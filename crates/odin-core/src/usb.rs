//! USB enumeration probe for download mode (nusb).
//!
//! Download-mode devices are invisible to adb/fastboot. When the
//! download-mode tool is absent or reports nothing, a raw VID/PID
//! match still tells the operator a device is waiting.

use nusb::{MaybeFuture, list_devices};
use tracing::debug;

use crate::commands::USB_ID_PREFIX;
use crate::device::ConnectionMode;
use crate::monitor::DeviceProbe;

pub const SAMSUNG_VENDOR_ID: u16 = 0x04E8;

/// Product ids the vendor uses for download mode.
pub const DOWNLOAD_MODE_PIDS: &[u16] = &[0x685D, 0x68C3];

pub fn is_download_mode(vid: u16, pid: u16) -> bool {
    vid == SAMSUNG_VENDOR_ID && DOWNLOAD_MODE_PIDS.contains(&pid)
}

/// Id reported for an enumerated device, e.g. `usb:04E8:685D`.
pub fn usb_id(vid: u16, pid: u16, serial: Option<&str>) -> String {
    match serial {
        Some(serial) if !serial.is_empty() => format!("{USB_ID_PREFIX}{vid:04X}:{pid:04X}:{serial}"),
        _ => format!("{USB_ID_PREFIX}{vid:04X}:{pid:04X}"),
    }
}

#[derive(Debug, Default)]
pub struct UsbProbe;

impl UsbProbe {
    pub fn new() -> Self {
        Self
    }
}

impl DeviceProbe for UsbProbe {
    fn mode(&self) -> ConnectionMode {
        ConnectionMode::DownloadMode
    }

    fn probe(&self) -> Option<String> {
        let devices = match list_devices().wait() {
            Ok(devices) => devices,
            Err(e) => {
                debug!(error = %e, "USB enumeration failed");
                return None;
            }
        };

        for info in devices {
            if is_download_mode(info.vendor_id(), info.product_id()) {
                let id = usb_id(info.vendor_id(), info.product_id(), info.serial_number());
                debug!(id = %id, "Found download-mode device on USB");
                return Some(id);
            }
        }
        None
    }
}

Your goal:
In the data above, find each line that has the word "Option" and copy it out.

Written reply:
pub fn usb_id(vid: u16, pid: u16, serial: Option<&str>) -> String {
    fn probe(&self) -> Option<String> {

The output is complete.